E tem ou não tem razão o povo, ao dizer que “Tempo é relógio da Vida”?
O Tempo objetiva-se para cada um de nós por aquilo que os filósofos chamam a “persistência do eu”.
Pela Arca de Noé, vemos que o homem é o capitão da barca da vida. O que a gente pode pensar é que o homem se estragou com os vícios, entre os quais… a gula, pelas seculares intoxicações transmitidas de geração em geração.
(Aprendi uma vez que os corvos duram dois séculos, porque… não têm prisão de ventre. Se non è vero, è bene trovato).
Talvez a ânsia da eternidade explique, e desculpe, muita expressão ilusória, que seria loucura tomar à letra.
“Desde que o Mundo é Mundo…”
Outra prosápia dos homens!
Sabem lá eles desde quando o “mundo é mundo”?! Sabem lá eles a idade da Terra?!
É um gozo consultar a “opinião” dos cronologistas antigos e modernos acerca da idade da Terra.
- Segundo “L´Art de Verifier les Dates”, quando Cristo nasceu já eram decorridos 4963 anos!
- Segundo o cálculo de Ricciolli, a Vulgata dá-nos 4184 anos para além de Cristo!

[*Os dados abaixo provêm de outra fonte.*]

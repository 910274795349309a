//! Greedy sequential colouring driven by the smallest-last ordering.
//!
//! Vertices are coloured in reverse elimination order against the canonical
//! adjacency. Two conflict-resolution strategies are available:
//!
//! - [`ConflictResolution::Recursive`] walks the neighbours one at a time and,
//!   on meeting the candidate colour, retries with the next candidate by
//!   recursion (or grows the palette when the candidate is its last colour).
//!   The scan then carries on comparing the remaining neighbours against the
//!   candidate it started with, so a vertex may be reassigned several times
//!   while one scan is in progress.
//! - [`ConflictResolution::ForbiddenSet`] gathers every coloured neighbour's
//!   colour first and picks the smallest free one.
//!
//! Properness is not assumed for either strategy; [`Coloring::conflicting_pairs`]
//! measures it.

use std::collections::BTreeMap;

use tracing::{info, instrument, warn};

use crate::{
    graph::{Graph, VertexId},
    ordering::SmallestLastOrdering,
    report::ColoringSummary,
};

/// Errors raised when the colourer detects a broken invariant.
#[derive(Clone, Debug, thiserror::Error, PartialEq, Eq)]
#[non_exhaustive]
pub enum ColoringError {
    /// The ordering does not cover the graph being coloured.
    #[error("ordering holds {ordered} vertices but the graph has {expected}")]
    OrderingMismatch {
        /// Number of vertices in the ordering.
        ordered: usize,
        /// Number of vertices in the graph.
        expected: usize,
    },
    /// Conflict resolution recursed deeper than the palette allows.
    #[error(
        "conflict resolution for vertex {vertex} reached depth {depth} with a palette of {palette}"
    )]
    RecursionLimitExceeded {
        /// Vertex being coloured.
        vertex: VertexId,
        /// Recursion depth reached.
        depth: usize,
        /// Palette size at the time.
        palette: usize,
    },
    /// A vertex finished the pass without a colour.
    #[error("vertex {vertex} was left uncoloured")]
    UncoloredVertex {
        /// The uncoloured vertex.
        vertex: VertexId,
    },
}

impl ColoringError {
    /// Returns a stable, machine-readable error code for the variant.
    #[must_use]
    pub const fn code(&self) -> ColoringErrorCode {
        match self {
            Self::OrderingMismatch { .. } => ColoringErrorCode::OrderingMismatch,
            Self::RecursionLimitExceeded { .. } => ColoringErrorCode::RecursionLimitExceeded,
            Self::UncoloredVertex { .. } => ColoringErrorCode::UncoloredVertex,
        }
    }
}

/// Machine-readable error codes for [`ColoringError`].
#[derive(Clone, Copy, Debug, Eq, Hash, PartialEq)]
pub enum ColoringErrorCode {
    /// The ordering does not cover the graph being coloured.
    OrderingMismatch,
    /// Conflict resolution recursed deeper than the palette allows.
    RecursionLimitExceeded,
    /// A vertex finished the pass without a colour.
    UncoloredVertex,
}

impl ColoringErrorCode {
    /// Returns the symbolic identifier for logging surfaces.
    #[must_use]
    pub const fn as_str(self) -> &'static str {
        match self {
            Self::OrderingMismatch => "ORDERING_MISMATCH",
            Self::RecursionLimitExceeded => "RECURSION_LIMIT_EXCEEDED",
            Self::UncoloredVertex => "UNCOLORED_VERTEX",
        }
    }
}

/// How the colourer picks a colour for a vertex with coloured neighbours.
#[derive(Debug, Clone, Copy, Default, PartialEq, Eq, Hash)]
pub enum ConflictResolution {
    /// Neighbour-by-neighbour recursive retry.
    ///
    /// Every conflicting neighbour restarts the scan at the next candidate,
    /// so the work grows exponentially with density. Above an average
    /// degree of about 64 prefer [`Self::ForbiddenSet`], which yields the
    /// same colouring in linear time per vertex.
    #[default]
    Recursive,
    /// Smallest colour absent from every coloured neighbour.
    ForbiddenSet,
}

impl ConflictResolution {
    /// Returns the kebab-case label used in logs and reports.
    #[must_use]
    pub const fn as_str(self) -> &'static str {
        match self {
            Self::Recursive => "recursive",
            Self::ForbiddenSet => "forbidden-set",
        }
    }
}

/// Colours a graph in reverse smallest-last order.
///
/// # Examples
/// ```
/// use sensorgraph_core::{
///     ConflictResolution, GeometricGraphBuilder, GreedyColorer, Point, SmallestLastOrdering,
/// };
///
/// let square = [
///     Point::new(0.0, 0.0),
///     Point::new(0.0, 1.0),
///     Point::new(1.0, 0.0),
///     Point::new(1.0, 1.0),
/// ];
/// let graph = GeometricGraphBuilder::new(1.0)?.build(&square)?;
/// let ordering = SmallestLastOrdering::compute(&graph)?;
/// let coloring = GreedyColorer::new(ConflictResolution::Recursive).color(&graph, &ordering)?;
/// assert_eq!(coloring.palette_size(), 2);
/// assert!(coloring.conflicting_pairs(&graph).is_empty());
/// # Ok::<(), Box<dyn std::error::Error>>(())
/// ```
#[derive(Debug, Clone, Copy, Default, PartialEq, Eq)]
pub struct GreedyColorer {
    strategy: ConflictResolution,
}

impl GreedyColorer {
    /// Creates a colourer using `strategy`.
    #[must_use]
    pub const fn new(strategy: ConflictResolution) -> Self {
        Self { strategy }
    }

    /// Returns the configured conflict-resolution strategy.
    #[must_use]
    pub const fn strategy(&self) -> ConflictResolution {
        self.strategy
    }

    /// Colours `graph` following `ordering` backwards.
    ///
    /// # Errors
    /// Returns [`ColoringError::OrderingMismatch`] when the ordering belongs to
    /// a different graph and [`ColoringError::RecursionLimitExceeded`] when
    /// conflict resolution outgrows the palette.
    #[instrument(
        name = "core.color",
        err,
        skip(self, graph, ordering),
        fields(vertices = graph.len(), strategy = self.strategy.as_str()),
    )]
    pub fn color(
        &self,
        graph: &Graph,
        ordering: &SmallestLastOrdering,
    ) -> Result<Coloring, ColoringError> {
        if ordering.len() != graph.len() {
            return Err(ColoringError::OrderingMismatch {
                ordered: ordering.len(),
                expected: graph.len(),
            });
        }

        let mut state = PaletteState::new(graph);
        let mut order = ordering.coloring_order();
        if let Some(first) = order.next() {
            state.assign(first, 0);
        }
        for vertex in order {
            match self.strategy {
                ConflictResolution::Recursive => state.retry_from(vertex, 0, 0)?,
                ConflictResolution::ForbiddenSet => state.smallest_free(vertex),
            }
        }

        let coloring = state.finish(self.strategy)?;
        let conflicts = coloring.conflicting_pairs(graph).len();
        if conflicts > 0 {
            warn!(conflicts, "colouring left adjacent vertices sharing a colour");
        }
        info!(
            palette = coloring.palette_size(),
            largest_class = coloring.largest_class_size(),
            "greedy colouring completed"
        );
        Ok(coloring)
    }
}

struct PaletteState<'g> {
    graph: &'g Graph,
    colors: Vec<Option<usize>>,
    palette: usize,
}

impl<'g> PaletteState<'g> {
    fn new(graph: &'g Graph) -> Self {
        Self {
            graph,
            colors: vec![None; graph.len()],
            palette: 1,
        }
    }

    fn retry_from(
        &mut self,
        vertex: VertexId,
        candidate: usize,
        depth: usize,
    ) -> Result<(), ColoringError> {
        if depth > self.palette + 1 {
            return Err(ColoringError::RecursionLimitExceeded {
                vertex,
                depth,
                palette: self.palette,
            });
        }
        let graph = self.graph;
        let mut viable = true;
        for &neighbor in graph.neighbors(vertex) {
            if self.color_at(neighbor) != Some(candidate) {
                continue;
            }
            viable = false;
            if candidate + 1 == self.palette {
                self.palette += 1;
                self.assign(vertex, candidate + 1);
            } else {
                self.retry_from(vertex, candidate + 1, depth + 1)?;
            }
        }
        if viable {
            self.assign(vertex, candidate);
        }
        Ok(())
    }

    fn smallest_free(&mut self, vertex: VertexId) {
        let mut forbidden = vec![false; self.palette + 1];
        for &neighbor in self.graph.neighbors(vertex) {
            if let Some(slot) = self
                .color_at(neighbor)
                .and_then(|color| forbidden.get_mut(color))
            {
                *slot = true;
            }
        }
        let color = forbidden
            .iter()
            .position(|&taken| !taken)
            .unwrap_or(self.palette);
        if color >= self.palette {
            self.palette = color + 1;
        }
        self.assign(vertex, color);
    }

    fn color_at(&self, vertex: VertexId) -> Option<usize> {
        self.colors.get(vertex).copied().flatten()
    }

    fn assign(&mut self, vertex: VertexId, color: usize) {
        if let Some(slot) = self.colors.get_mut(vertex) {
            *slot = Some(color);
        }
    }

    fn finish(self, strategy: ConflictResolution) -> Result<Coloring, ColoringError> {
        let colors = self
            .colors
            .into_iter()
            .enumerate()
            .map(|(vertex, color)| color.ok_or(ColoringError::UncoloredVertex { vertex }))
            .collect::<Result<Vec<_>, _>>()?;
        let palette_size = if colors.is_empty() { 0 } else { self.palette };
        Ok(Coloring::new(colors, palette_size, strategy))
    }
}

/// Colour assignment for every vertex plus the derived colour classes.
#[derive(Debug, Clone, PartialEq, Eq)]
pub struct Coloring {
    colors: Vec<usize>,
    classes: BTreeMap<usize, Vec<VertexId>>,
    palette_size: usize,
    strategy: ConflictResolution,
}

impl Coloring {
    fn new(colors: Vec<usize>, palette_size: usize, strategy: ConflictResolution) -> Self {
        let mut classes: BTreeMap<usize, Vec<VertexId>> = BTreeMap::new();
        for (vertex, &color) in colors.iter().enumerate() {
            classes.entry(color).or_default().push(vertex);
        }
        Self {
            colors,
            classes,
            palette_size,
            strategy,
        }
    }

    /// Returns the colour of `vertex`.
    #[must_use]
    pub fn color_of(&self, vertex: VertexId) -> Option<usize> {
        self.colors.get(vertex).copied()
    }

    /// Returns every vertex colour, indexed by vertex id.
    #[rustfmt::skip]
    #[must_use]
    pub fn colors(&self) -> &[usize] { &self.colors }

    /// Returns the number of colours the palette grew to.
    #[rustfmt::skip]
    #[must_use]
    pub const fn palette_size(&self) -> usize { self.palette_size }

    /// Returns the strategy that produced this colouring.
    #[rustfmt::skip]
    #[must_use]
    pub const fn strategy(&self) -> ConflictResolution { self.strategy }

    /// Returns the members of each colour class in id order.
    #[rustfmt::skip]
    #[must_use]
    pub const fn classes(&self) -> &BTreeMap<usize, Vec<VertexId>> { &self.classes }

    /// Returns the members of one colour class.
    #[must_use]
    pub fn class(&self, color: usize) -> &[VertexId] {
        self.classes.get(&color).map_or(&[], Vec::as_slice)
    }

    /// Returns the size of every colour class.
    #[must_use]
    pub fn class_sizes(&self) -> BTreeMap<usize, usize> {
        self.classes
            .iter()
            .map(|(&color, members)| (color, members.len()))
            .collect()
    }

    /// Returns the number of colours actually held by some vertex.
    #[must_use]
    pub fn color_count(&self) -> usize {
        self.classes.len()
    }

    /// Returns the size of the most populous colour class.
    #[must_use]
    pub fn largest_class_size(&self) -> usize {
        self.classes.values().map(Vec::len).max().unwrap_or(0)
    }

    /// Returns the colours ordered by class size, largest first; ties go to
    /// the smaller colour.
    #[must_use]
    pub fn colors_by_class_size(&self) -> Vec<usize> {
        let mut colors: Vec<usize> = self.classes.keys().copied().collect();
        colors.sort_by(|left, right| {
            self.class(*right)
                .len()
                .cmp(&self.class(*left).len())
                .then_with(|| left.cmp(right))
        });
        colors
    }

    /// Lists every edge whose endpoints share a colour, as `(smaller, larger)`
    /// id pairs.
    #[must_use]
    pub fn conflicting_pairs(&self, graph: &Graph) -> Vec<(VertexId, VertexId)> {
        graph
            .vertices()
            .iter()
            .flat_map(|vertex| {
                let id = vertex.id();
                vertex
                    .neighbors()
                    .iter()
                    .copied()
                    .filter(move |&neighbor| id < neighbor)
                    .map(move |neighbor| (id, neighbor))
            })
            .filter(|&(left, right)| self.color_of(left) == self.color_of(right))
            .collect()
    }

    /// Summarises the colouring for reporting.
    #[must_use]
    pub fn summary(&self, graph: &Graph) -> ColoringSummary {
        ColoringSummary {
            color_of: self.colors.clone(),
            class_sizes: self.class_sizes(),
            palette_size: self.palette_size,
            largest_class_size: self.largest_class_size(),
            conflicting_pairs: self.conflicting_pairs(graph).len(),
            strategy: self.strategy.as_str(),
        }
    }
}

#[cfg(test)]
mod tests;
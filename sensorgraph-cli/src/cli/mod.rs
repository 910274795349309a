//! Command-line interface for sensor network analysis.
//!
//! `run` samples a network from explicit parameters; `benchmark` runs one of
//! the fixed configurations. Both produce an [`ExecutionSummary`] that
//! [`write_summary`] renders as text or JSON.

mod benchmark;
mod commands;
mod render;

pub use benchmark::{BenchmarkCase, BenchmarkParameters};
pub use commands::{
    AnalysisArgs, AreaArg, BenchmarkCommand, Cli, CliError, Command, ConflictArg, DensityArgs,
    ExecutionSummary, OutputArgs, OutputFormat, RunCommand, render_report, run_cli,
    write_summary,
};
pub use render::render_text;

#[cfg(test)]
mod test_helpers;
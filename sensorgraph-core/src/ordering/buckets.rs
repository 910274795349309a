//! Degree-indexed vertex buckets used by the smallest-last ordering.
//!
//! Each non-empty bucket holds the vertices currently at one degree. Buckets
//! appear when their first vertex arrives and disappear when the last one
//! leaves. Within a bucket vertices are kept in id order, which makes the
//! minimum-degree selection deterministic.

use std::collections::{BTreeMap, BTreeSet};

use crate::graph::{Graph, VertexId};

use super::OrderingError;

/// Mutable index from current degree to the vertices holding it.
///
/// # Examples
/// ```
/// use sensorgraph_core::DegreeBuckets;
///
/// let mut buckets = DegreeBuckets::from_degrees([2, 1, 1]);
/// assert_eq!(buckets.lowest_degree(), Some(1));
/// assert_eq!(buckets.bucket(1).collect::<Vec<_>>(), vec![1, 2]);
///
/// buckets.move_vertex(0, 2, 0)?;
/// assert_eq!(buckets.lowest_degree(), Some(0));
/// assert_eq!(buckets.pop_lowest(), Some((0, 0)));
/// # Ok::<(), sensorgraph_core::OrderingError>(())
/// ```
#[derive(Debug, Clone, Default)]
pub struct DegreeBuckets {
    buckets: BTreeMap<usize, BTreeSet<VertexId>>,
    degrees: Vec<Option<usize>>,
    floor: usize,
    len: usize,
}

impl DegreeBuckets {
    /// Seeds the buckets with every vertex of `graph` at its original degree.
    #[must_use]
    pub fn from_graph(graph: &Graph) -> Self {
        Self::from_degrees(graph.vertices().iter().map(|vertex| vertex.original_degree()))
    }

    /// Seeds the buckets from per-vertex degrees; the i-th degree belongs to
    /// vertex `i`.
    #[must_use]
    pub fn from_degrees(degrees: impl IntoIterator<Item = usize>) -> Self {
        let mut buckets: BTreeMap<usize, BTreeSet<VertexId>> = BTreeMap::new();
        let degrees: Vec<Option<usize>> = degrees
            .into_iter()
            .enumerate()
            .map(|(vertex, degree)| {
                buckets.entry(degree).or_default().insert(vertex);
                Some(degree)
            })
            .collect();
        let floor = buckets.keys().next().copied().unwrap_or(0);
        Self {
            len: degrees.len(),
            buckets,
            degrees,
            floor,
        }
    }

    /// Returns the number of vertices still held.
    #[rustfmt::skip]
    #[must_use]
    pub const fn len(&self) -> usize { self.len }

    /// Returns `true` once every vertex has been taken out.
    #[rustfmt::skip]
    #[must_use]
    pub const fn is_empty(&self) -> bool { self.len == 0 }

    /// Returns the last minimum degree observed; a lower bound hint for the
    /// next minimum search.
    #[rustfmt::skip]
    #[must_use]
    pub const fn floor(&self) -> usize { self.floor }

    /// Returns the current degree of `vertex`, or `None` once it has been
    /// removed or when it was never seeded.
    #[must_use]
    pub fn degree_of(&self, vertex: VertexId) -> Option<usize> {
        self.degrees.get(vertex).copied().flatten()
    }

    /// Iterates over the vertices at `degree` in id order. Unknown degrees
    /// yield an empty iterator.
    pub fn bucket(&self, degree: usize) -> impl Iterator<Item = VertexId> + '_ {
        self.buckets.get(&degree).into_iter().flatten().copied()
    }

    /// Returns the smallest degree `>= degree` that has a non-empty bucket.
    #[must_use]
    pub fn min_nonempty_at_or_above(&self, degree: usize) -> Option<usize> {
        self.buckets.range(degree..).next().map(|(&found, _)| found)
    }

    /// Locates the minimum non-empty degree, scanning upward from the floor,
    /// and records it as the new floor.
    pub fn lowest_degree(&mut self) -> Option<usize> {
        let found = self
            .min_nonempty_at_or_above(self.floor)
            .or_else(|| self.min_nonempty_at_or_above(0))?;
        self.floor = found;
        Some(found)
    }

    /// Removes and returns the lowest-id vertex of minimum degree together
    /// with that degree.
    pub fn pop_lowest(&mut self) -> Option<(VertexId, usize)> {
        let degree = self.lowest_degree()?;
        let bucket = self.buckets.get_mut(&degree)?;
        let vertex = bucket.pop_first()?;
        if bucket.is_empty() {
            self.buckets.remove(&degree);
        }
        if let Some(slot) = self.degrees.get_mut(vertex) {
            *slot = None;
        }
        self.len -= 1;
        Some((vertex, degree))
    }

    /// Moves `vertex` from the `from` bucket into the `to` bucket.
    ///
    /// # Errors
    /// Returns [`OrderingError::UnknownVertex`] for ids that were never
    /// seeded, [`OrderingError::RemovedVertex`] when the vertex was already
    /// taken out, and [`OrderingError::VertexNotInBucket`] when the vertex is
    /// not currently at degree `from`.
    pub fn move_vertex(
        &mut self,
        vertex: VertexId,
        from: usize,
        to: usize,
    ) -> Result<(), OrderingError> {
        let current = self.current_degree(vertex)?;
        let bucket = self
            .buckets
            .get_mut(&from)
            .filter(|_| current == from)
            .ok_or(OrderingError::VertexNotInBucket {
                vertex,
                degree: from,
            })?;
        if !bucket.remove(&vertex) {
            return Err(OrderingError::VertexNotInBucket {
                vertex,
                degree: from,
            });
        }
        if bucket.is_empty() {
            self.buckets.remove(&from);
        }
        self.buckets.entry(to).or_default().insert(vertex);
        if let Some(slot) = self.degrees.get_mut(vertex) {
            *slot = Some(to);
        }
        self.floor = self.floor.min(to);
        Ok(())
    }

    /// Lowers the degree of `vertex` by one and returns the new degree.
    ///
    /// # Errors
    /// Returns [`OrderingError::DegreeUnderflow`] when the vertex is already at
    /// degree zero, plus the errors of [`Self::move_vertex`].
    pub fn decrement(&mut self, vertex: VertexId) -> Result<usize, OrderingError> {
        let current = self.current_degree(vertex)?;
        let lowered = current
            .checked_sub(1)
            .ok_or(OrderingError::DegreeUnderflow { vertex })?;
        self.move_vertex(vertex, current, lowered)?;
        Ok(lowered)
    }

    fn current_degree(&self, vertex: VertexId) -> Result<usize, OrderingError> {
        match self.degrees.get(vertex) {
            None => Err(OrderingError::UnknownVertex { vertex }),
            Some(None) => Err(OrderingError::RemovedVertex { vertex }),
            Some(Some(degree)) => Ok(*degree),
        }
    }
}
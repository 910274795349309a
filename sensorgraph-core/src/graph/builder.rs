//! Sweep construction of geometric graphs.
//!
//! Points are sorted once by x in descending order and every point is tested
//! against the points that precede it. Ties keep id order, so the adjacency
//! lists are reproducible. The cost stays quadratic in the worst case.

#[cfg(feature = "parallel")]
use rayon::prelude::*;
use tracing::{debug, instrument};

use crate::{
    Result,
    error::SensorGraphError,
    geometry::Point,
    graph::{Graph, VertexId},
};

/// Builds a [`Graph`] by connecting every pair of points within `radius`.
///
/// # Examples
/// ```
/// use sensorgraph_core::{GeometricGraphBuilder, Point};
///
/// let square = [
///     Point::new(0.0, 0.0),
///     Point::new(0.0, 1.0),
///     Point::new(1.0, 0.0),
///     Point::new(1.0, 1.0),
/// ];
/// let graph = GeometricGraphBuilder::new(1.5)?.build(&square)?;
/// assert_eq!(graph.edge_count(), 6);
/// # Ok::<(), sensorgraph_core::SensorGraphError>(())
/// ```
#[derive(Debug, Clone, Copy, PartialEq)]
pub struct GeometricGraphBuilder {
    radius: f64,
}

impl GeometricGraphBuilder {
    /// Creates a builder for the given adjacency radius.
    ///
    /// # Errors
    /// Returns [`SensorGraphError::InvalidRadius`] when `radius` is negative or
    /// not finite.
    pub const fn new(radius: f64) -> Result<Self> {
        if !radius.is_finite() || radius < 0.0 {
            return Err(SensorGraphError::InvalidRadius { got: radius });
        }
        Ok(Self { radius })
    }

    /// Returns the configured adjacency radius.
    #[must_use]
    pub const fn radius(&self) -> f64 {
        self.radius
    }

    /// Connects the points. Point `i` becomes vertex `i`.
    ///
    /// Coincident points are adjacent even when the radius is zero.
    ///
    /// # Errors
    /// Returns [`SensorGraphError::InvalidVertexCount`] for an empty slice and
    /// [`SensorGraphError::NonFiniteCoordinate`] when a coordinate is NaN or
    /// infinite.
    #[expect(
        clippy::indexing_slicing,
        reason = "every id in the sweep indexes `points` and `adjacency`"
    )]
    #[instrument(
        name = "core.build_graph",
        err,
        skip(self, points),
        fields(vertices = points.len(), radius = self.radius),
    )]
    pub fn build(&self, points: &[Point]) -> Result<Graph> {
        if points.is_empty() {
            return Err(SensorGraphError::InvalidVertexCount { got: 0 });
        }
        if let Some(vertex) = points.iter().position(|point| !point.is_finite()) {
            return Err(SensorGraphError::NonFiniteCoordinate { vertex });
        }

        let sweep = sweep_order(points);
        let candidates = self.scan_candidates(points, &sweep);

        let mut adjacency: Vec<Vec<VertexId>> = vec![Vec::new(); points.len()];
        for (&vertex, earlier) in sweep.iter().zip(candidates) {
            for other in earlier {
                adjacency[vertex].push(other);
                adjacency[other].push(vertex);
            }
        }

        let graph = Graph::from_adjacency(points, adjacency, self.radius);
        debug!(edges = graph.edge_count(), "sweep completed");
        Ok(graph)
    }

    // For every sweep position, the earlier vertices within the radius in
    // sweep order. Positions are independent, so they may be scanned in
    // parallel; collection keeps sweep order.
    #[expect(
        clippy::indexing_slicing,
        reason = "sweep positions and the ids they hold are in range"
    )]
    fn scan_candidates(&self, points: &[Point], sweep: &[VertexId]) -> Vec<Vec<VertexId>> {
        let scan = |position: usize| {
            let vertex = sweep[position];
            sweep[..position]
                .iter()
                .copied()
                .filter(|&other| other != vertex)
                .filter(|&other| points[vertex].distance(points[other]) <= self.radius)
                .collect::<Vec<_>>()
        };

        #[cfg(feature = "parallel")]
        {
            (0..sweep.len()).into_par_iter().map(scan).collect()
        }
        #[cfg(not(feature = "parallel"))]
        {
            (0..sweep.len()).map(scan).collect()
        }
    }
}

#[expect(clippy::indexing_slicing, reason = "the order holds only ids of `points`")]
fn sweep_order(points: &[Point]) -> Vec<VertexId> {
    let mut order: Vec<VertexId> = (0..points.len()).collect();
    order.sort_by(|&left, &right| points[right].x().total_cmp(&points[left].x()));
    order
}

- Os Chineses julgam-se por vezes com 2.276.476 anos!!!
E no entanto a história documental só começa, porém, 2000 anos antes de Cristo.
Diante destas incertezas, uma certeza se me impõe:
- Se se desse o impossível de não haver movimento, se tudo estivesse parado, não havia Vida, e não havia Tempo!
E assim a Terra se MOVE…
… E assim, no meu Portugal,
- Haverá sempre VIDA!
- Haverá sempre TEMPO!
Carlos Fiúza
“A César o que é de César”.
O presente tema foi-me “soprado” pelo meu Amigo João Lopes de Matos.
Especulávamos, então (ao telefone), sobre o Homem… a Vida… O Tempo.
4 comentários:
CF tem o condão de me atribuir a mim o mérito que só ele tem.
Se alguma coisa sussurrei,ainda assim deve ter sido tão tosca, que o mérito continua a ser duplamente dele e só dele:aproveitar algo primário por mim involuntariamente dito e passar para algo muito elevado como o seu texto inquestionavelmente é.
JLM
Bonita troca de galhardetes e rebuçados nesta tão grande montra, sim senhor! E agora? Que ilações devemos extrair disso? Realmente, fazem falta as antíteses...
("morra o dantas, pim")
O anónimo do dia 2 tem razão: o que fica desta conversa toda?
Já deve ter reparado que CF tem um modo muito seu de focar os problemas:dados os seus imensos conhecimentos,que resultam de toda uma vida de estudo persistente,profundo e contumaz,ele vai sempre mais fundo na origem das coisas.
Tem ainda uma imensa ânsia de saber,qual Ícaro que quisesse chegar à perfeição divina.
E essa ânsia ainda não parou,apesar dos seus 71 anos de vida:todos os dias estuda,pensa,aprofunda conhecimentos até altas horas da madrugada,impondo-se a si próprio horários dificílimos de cumprir.
E eu censurava-lhe isso,instando-o a responder-me onde queria chegar com tanta azáfama.
Dizia-lhe: deixe essas tarefas,sinta o trabalhar da sua máquina humana e repare que já não tem tempo para fazer tudo o que pretende.Daí o problema de"o tempo".
Deixe-se ir na onda da inconsciência do seu corpo,respire fundo e olhe o mundo,integrando-se nele.Saia da sua torre de marfim e viva apenas com os sentidos que no seu corpo ainda funcionam.
Ele,relutante,retorquia: - Não consigo.Este destino está-me nos genes,é superior às minhas forças e desejos de mudar de vida.
Desta conversa surgiu-lhe a necessidade de escrever sobre o tempo.
Percebe agora,caro anónimo?
JLM
Percebo sim, sr. JLM. Afinal, valeu a pena (como sempre vale)ter questionado. Também sou um admirador dos dotes narratológicos e expressivos do sr. Carlos Fiúza e dos seus também, sr. JLM, assim como de outros, por exemplo Vitorino Ventura, Helder Rodrigues, Gilberto Pinto, etc. (este etc é muito curto...). Agradeço, pois, ter respondido às minhas questões, embora elas fossem de circunstância.